The Fed has outlined clear conditions for whether to remain in neutral or to shift gears. If inflation persists at levels somewhat above target without demonstrating progress toward 2% on a sustainable basis (i.e., a discernible trend lower), restrictive policy will remain in place. If inflation falls faster than anticipated or employment conditions deteriorate, further rate adjustments (i.e., cuts) will likely be appropriate. Of course, this framing assumes there are no exogenous shocks and that higher inflation does not coincide with weaker labor markets or stagnant growth. A lot can change in a hurry, even if the Fed does not appear to be in one.
The central bank has repeatedly acknowledged that the economic outlook is uncertain. Chair Powell has delineated four areas warranting particular attention: immigration, tariffs, fiscal policy, and regulation. The Trump administration's intentions may be taking shape, but many policies have yet to be announced, finalized, or implemented.

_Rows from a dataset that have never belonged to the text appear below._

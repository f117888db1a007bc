//! Provider and client configuration types.
//!
//! `ProviderConfig` is what an integrator (or the core service, per tenant)
//! declares; `ProviderClientConfig` is the fully merged view for one flow.

use std::fmt;
use std::sync::Arc;

use serde::{Deserialize, Deserializer};
use serde_json::{Map, Value};

use crate::error::Error;
use crate::oauth::params::ParamOverrides;

/// Decoded claims of a verified ID token.
pub type IdTokenPayload = Map<String, Value>;

/// Custom check run on every verified ID token payload.
#[derive(Clone)]
pub struct IdTokenPayloadValidator(
    Arc<dyn Fn(&IdTokenPayload, &ProviderClientConfig) -> Result<(), Error> + Send + Sync>,
);

impl IdTokenPayloadValidator {
    pub fn new<F>(validate: F) -> Self
    where
        F: Fn(&IdTokenPayload, &ProviderClientConfig) -> Result<(), Error> + Send + Sync + 'static,
    {
        Self(Arc::new(validate))
    }

    pub fn validate(
        &self,
        payload: &IdTokenPayload,
        config: &ProviderClientConfig,
    ) -> Result<(), Error> {
        (self.0)(payload, config)
    }
}

impl fmt::Debug for IdTokenPayloadValidator {
    fn fmt(&self, f: &mut fmt::Formatter) -> fmt::Result {
        f.write_str("IdTokenPayloadValidator")
    }
}

/// Builds a placeholder email from `(third_party_user_id, third_party_id)`.
#[derive(Clone)]
pub struct FakeEmailGenerator(Arc<dyn Fn(&str, &str) -> String + Send + Sync>);

impl FakeEmailGenerator {
    pub fn new<F>(generate: F) -> Self
    where
        F: Fn(&str, &str) -> String + Send + Sync + 'static,
    {
        Self(Arc::new(generate))
    }

    pub fn generate(&self, third_party_user_id: &str, third_party_id: &str) -> String {
        (self.0)(third_party_user_id, third_party_id)
    }
}

impl Default for FakeEmailGenerator {
    fn default() -> Self {
        Self::new(|user_id, third_party_id| {
            format!("{}.{}@fakeemail.invalid", user_id, third_party_id)
        })
    }
}

impl fmt::Debug for FakeEmailGenerator {
    fn fmt(&self, f: &mut fmt::Formatter) -> fmt::Result {
        f.write_str("FakeEmailGenerator")
    }
}

/// Dot-delimited field paths into one raw user info source.
#[derive(Debug, Clone, Default, PartialEq, Eq, Deserialize)]
#[serde(rename_all = "camelCase")]
pub struct UserInfoMapFields {
    #[serde(default, deserialize_with = "null_as_default")]
    pub user_id: String,
    #[serde(default, deserialize_with = "null_as_default")]
    pub email: String,
    #[serde(default, deserialize_with = "null_as_default")]
    pub email_verified: String,
}

impl UserInfoMapFields {
    /// Fill each empty path with the given default.
    pub fn or_defaults(&mut self, user_id: &str, email: &str, email_verified: &str) {
        set_if_empty(&mut self.user_id, user_id);
        set_if_empty(&mut self.email, email);
        set_if_empty(&mut self.email_verified, email_verified);
    }

    /// Overwrite each path that `other` sets.
    pub(crate) fn overwrite_with(&mut self, other: &UserInfoMapFields) {
        overwrite_if_set(&mut self.user_id, &other.user_id);
        overwrite_if_set(&mut self.email, &other.email);
        overwrite_if_set(&mut self.email_verified, &other.email_verified);
    }
}

/// Where to find the canonical fields in each raw source.
#[derive(Debug, Clone, Default, PartialEq, Eq, Deserialize)]
#[serde(rename_all = "camelCase")]
pub struct UserInfoMap {
    #[serde(default, deserialize_with = "null_as_default")]
    pub from_id_token_payload: UserInfoMapFields,
    #[serde(
        default,
        rename = "fromUserInfoAPI",
        deserialize_with = "null_as_default"
    )]
    pub from_user_info_api: UserInfoMapFields,
}

/// One credential set for a provider.
#[derive(Debug, Clone, Default, PartialEq, Deserialize)]
#[serde(rename_all = "camelCase")]
pub struct ClientConfig {
    #[serde(default, deserialize_with = "null_as_default")]
    pub client_type: String,
    pub client_id: String,
    #[serde(default, deserialize_with = "null_as_default")]
    pub client_secret: String,
    #[serde(default, deserialize_with = "null_as_default")]
    pub scope: Vec<String>,
    #[serde(default, rename = "forcePKCE", deserialize_with = "null_as_default")]
    pub force_pkce: bool,
    #[serde(default, deserialize_with = "null_as_default")]
    pub additional_config: Map<String, Value>,
}

/// Static configuration for one upstream provider.
#[derive(Debug, Clone, Default, Deserialize)]
#[serde(rename_all = "camelCase")]
pub struct ProviderConfig {
    pub third_party_id: String,
    #[serde(default, deserialize_with = "null_as_default")]
    pub name: String,
    #[serde(default, deserialize_with = "null_as_default")]
    pub clients: Vec<ClientConfig>,

    #[serde(default, deserialize_with = "null_as_default")]
    pub authorization_endpoint: String,
    #[serde(default, deserialize_with = "null_as_default")]
    pub authorization_endpoint_query_params: ParamOverrides,

    #[serde(default, deserialize_with = "null_as_default")]
    pub token_endpoint: String,
    #[serde(default, deserialize_with = "null_as_default")]
    pub token_endpoint_body_params: ParamOverrides,

    #[serde(default, deserialize_with = "null_as_default")]
    pub user_info_endpoint: String,
    #[serde(default, deserialize_with = "null_as_default")]
    pub user_info_endpoint_query_params: ParamOverrides,
    #[serde(default, deserialize_with = "null_as_default")]
    pub user_info_endpoint_headers: ParamOverrides,

    #[serde(default, rename = "jwksURI", deserialize_with = "null_as_default")]
    pub jwks_uri: String,
    #[serde(default, deserialize_with = "null_as_default")]
    pub oidc_discovery_endpoint: String,

    #[serde(default, deserialize_with = "null_as_default")]
    pub user_info_map: UserInfoMap,
    #[serde(default)]
    pub require_email: Option<bool>,

    #[serde(skip)]
    pub validate_id_token_payload: Option<IdTokenPayloadValidator>,
    #[serde(skip)]
    pub generate_fake_email: Option<FakeEmailGenerator>,
}

/// The merged configuration for one flow: provider-level settings plus exactly
/// one selected client.
#[derive(Debug, Clone, Default)]
pub struct ProviderClientConfig {
    pub third_party_id: String,
    pub name: String,
    /// Set when the flow was resolved for a tenant.
    pub tenant_id: Option<String>,

    pub client_type: String,
    pub client_id: String,
    pub client_secret: String,
    pub scope: Vec<String>,
    pub force_pkce: bool,
    pub additional_config: Map<String, Value>,

    pub authorization_endpoint: String,
    pub authorization_endpoint_query_params: ParamOverrides,
    pub token_endpoint: String,
    pub token_endpoint_body_params: ParamOverrides,
    pub user_info_endpoint: String,
    pub user_info_endpoint_query_params: ParamOverrides,
    pub user_info_endpoint_headers: ParamOverrides,
    pub jwks_uri: String,
    pub oidc_discovery_endpoint: String,

    pub user_info_map: UserInfoMap,
    pub require_email: bool,
    pub validate_id_token_payload: Option<IdTokenPayloadValidator>,
    pub generate_fake_email: Option<FakeEmailGenerator>,
}

impl ProviderClientConfig {
    /// Merge provider-level settings with one of its clients.
    pub fn from_parts(provider: &ProviderConfig, client: &ClientConfig) -> Self {
        Self {
            third_party_id: provider.third_party_id.clone(),
            name: provider.name.clone(),
            tenant_id: None,
            client_type: client.client_type.clone(),
            client_id: client.client_id.clone(),
            client_secret: client.client_secret.clone(),
            scope: client.scope.clone(),
            force_pkce: client.force_pkce,
            additional_config: client.additional_config.clone(),
            authorization_endpoint: provider.authorization_endpoint.clone(),
            authorization_endpoint_query_params: provider
                .authorization_endpoint_query_params
                .clone(),
            token_endpoint: provider.token_endpoint.clone(),
            token_endpoint_body_params: provider.token_endpoint_body_params.clone(),
            user_info_endpoint: provider.user_info_endpoint.clone(),
            user_info_endpoint_query_params: provider.user_info_endpoint_query_params.clone(),
            user_info_endpoint_headers: provider.user_info_endpoint_headers.clone(),
            jwks_uri: provider.jwks_uri.clone(),
            oidc_discovery_endpoint: provider.oidc_discovery_endpoint.clone(),
            user_info_map: provider.user_info_map.clone(),
            require_email: provider.require_email.unwrap_or(true),
            validate_id_token_payload: provider.validate_id_token_payload.clone(),
            generate_fake_email: provider.generate_fake_email.clone(),
        }
    }

    /// PKCE is used iff there is no client secret or it is forced.
    pub fn uses_pkce(&self) -> bool {
        self.client_secret.is_empty() || self.force_pkce
    }

    /// A string value from `additional_config`, if present and non-empty.
    pub fn additional_config_str(&self, key: &str) -> Option<&str> {
        self.additional_config
            .get(key)
            .and_then(Value::as_str)
            .filter(|value| !value.is_empty())
    }

    pub fn with_tenant(mut self, tenant_id: Option<String>) -> Self {
        self.tenant_id = tenant_id;
        self
    }
}

pub(crate) fn set_if_empty(field: &mut String, value: &str) {
    if field.is_empty() {
        *field = value.to_string();
    }
}

pub(crate) fn overwrite_if_set(field: &mut String, value: &str) {
    if !value.is_empty() {
        *field = value.to_string();
    }
}

// The core sends explicit nulls for unset fields.
fn null_as_default<'de, D, T>(deserializer: D) -> Result<T, D::Error>
where
    D: Deserializer<'de>,
    T: Default + Deserialize<'de>,
{
    Ok(Option::<T>::deserialize(deserializer)?.unwrap_or_default())
}
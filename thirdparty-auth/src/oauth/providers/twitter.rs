//! Twitter (X) OAuth 2.0.
//!
//! PKCE is mandatory and confidential clients authenticate the token request
//! with HTTP Basic instead of a `client_secret` form field.

use super::{config_layer, default_scope};
use crate::config::{set_if_empty, ProviderClientConfig};
use crate::error::Error;
use crate::http::HttpClient;
use crate::oauth::engine::{
    post_token_request, require_token_endpoint, token_request_params, EngineContext,
};
use crate::oauth::params::Params;
use crate::oauth::provider::ProviderLayer;
use crate::oauth::types::{OAuthTokens, RedirectUriInfo};
use crate::oauth::user_info::resolve_from_user_info_api;

const AUTHORIZATION_ENDPOINT: &str = "https://twitter.com/i/oauth2/authorize";
const TOKEN_ENDPOINT: &str = "https://api.twitter.com/2/oauth2/token";
const USER_INFO_ENDPOINT: &str = "https://api.twitter.com/2/users/me";

fn apply_defaults(mut config: ProviderClientConfig) -> Result<ProviderClientConfig, Error> {
    set_if_empty(&mut config.name, "Twitter");
    set_if_empty(&mut config.authorization_endpoint, AUTHORIZATION_ENDPOINT);
    set_if_empty(&mut config.token_endpoint, TOKEN_ENDPOINT);
    set_if_empty(&mut config.user_info_endpoint, USER_INFO_ENDPOINT);
    default_scope(&mut config, &["users.read", "tweet.read"]);
    config.force_pkce = true;
    config
        .user_info_map
        .from_user_info_api
        .or_defaults("data.id", "", "");
    Ok(config)
}

fn token_params(config: &ProviderClientConfig, redirect_uri_info: &RedirectUriInfo) -> Result<Params, Error> {
    let mut params = token_request_params(config, redirect_uri_info)?;
    params.remove("client_secret");
    Ok(params)
}

async fn exchange(
    http: &HttpClient,
    config: &ProviderClientConfig,
    redirect_uri_info: &RedirectUriInfo,
) -> Result<OAuthTokens, Error> {
    require_token_endpoint(config)?;
    let params = token_params(config, redirect_uri_info)?;

    let client_id = params.get("client_id").cloned().unwrap_or_default();
    let basic_auth = (!config.client_secret.is_empty())
        .then(|| (client_id.as_str(), config.client_secret.as_str()));

    post_token_request(http, &config.token_endpoint, &params, basic_auth).await
}

pub(crate) fn layer(ctx: EngineContext) -> ProviderLayer {
    let defaults = config_layer(apply_defaults);
    ProviderLayer::new(move |hooks| {
        let exchange_http = ctx.http.clone();
        let user_info_http = ctx.http.clone();
        defaults
            .apply(hooks)
            .with_exchange_auth_code_for_oauth_tokens(move |config, redirect_uri_info| {
                let http = exchange_http.clone();
                async move { exchange(&http, &config, &redirect_uri_info).await }
            })
            .with_get_user_info(move |config, tokens| {
                let http = user_info_http.clone();
                async move { resolve_from_user_info_api(&http, &config, &tokens).await }
            })
    })
}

Immigration flows or lack thereof will directly affect the supply of and demand for labor with knock-on effects for growth. Tariffs will influence trade activity and investment as well as input prices and expectations for inflation. So will fiscal policy decisions and associated borrowing needs, to say nothing of entitlement program changes and consequences for spending. The net effects of deregulation may not be known for a while. The Fed is biding their time until we have a better idea of how these dynamics play out, with the understanding that they may evolve unexpectedly and quickly.
Still, there is some cause for concern. Consumption, accounting for two-thirds of gross domestic product (GDP), may suffer for declining wealth, waning confidence, and heightened uncertainty about near-term economic prospects. Consumer resilience and robust spending represented a potential upside surprise just months ago. Longer-term inflation expectations are also beginning to veer higher along with proposed tariffs and the possibility of escalating trade wars. Dollar weakness and commodity pressures have dovetailed with elevated long-term yields that may yet be exacerbated by financing requirements for burgeoning deficits. A bifurcation exists between those with readily available access to credit and those without. Geopolitical risks abound, and the specter of a recession looms as large-scale federal and agency job cuts accelerate.
It is quite possible that the Fed's dual mandate goals will soon be in conflict. The March 18-19 FOMC, where the Fed is widely expected to hold rates steady, will shed light on Fed officials' expectations of any future headwinds. With inflation currently at the forefront, risks to employment and activity have been discounted as both appear to remain "solid". It is worth noting that prematurely raising the alarm would be self-defeating, but expect FOMC participants to mark down growth estimates and mark up uncertainty nonetheless.
More telling will be any alterations or additions to forward guidance in the statement or press conference as well as substantive shifts in the expected path of policy rates provided in the Summary of Economic Projections (SEP). Although officials penciled in two 25 basis point (bp) cuts for 2025 in December 2024 and have made frequent reference to resuming easing at some point later this year, the Fed has gone out of its way to avoid committing to any one course of action and has maintained that monetary policy is not on any preset path. Those looking for explicit easing signals in light of recent risk asset performance may be disappointed.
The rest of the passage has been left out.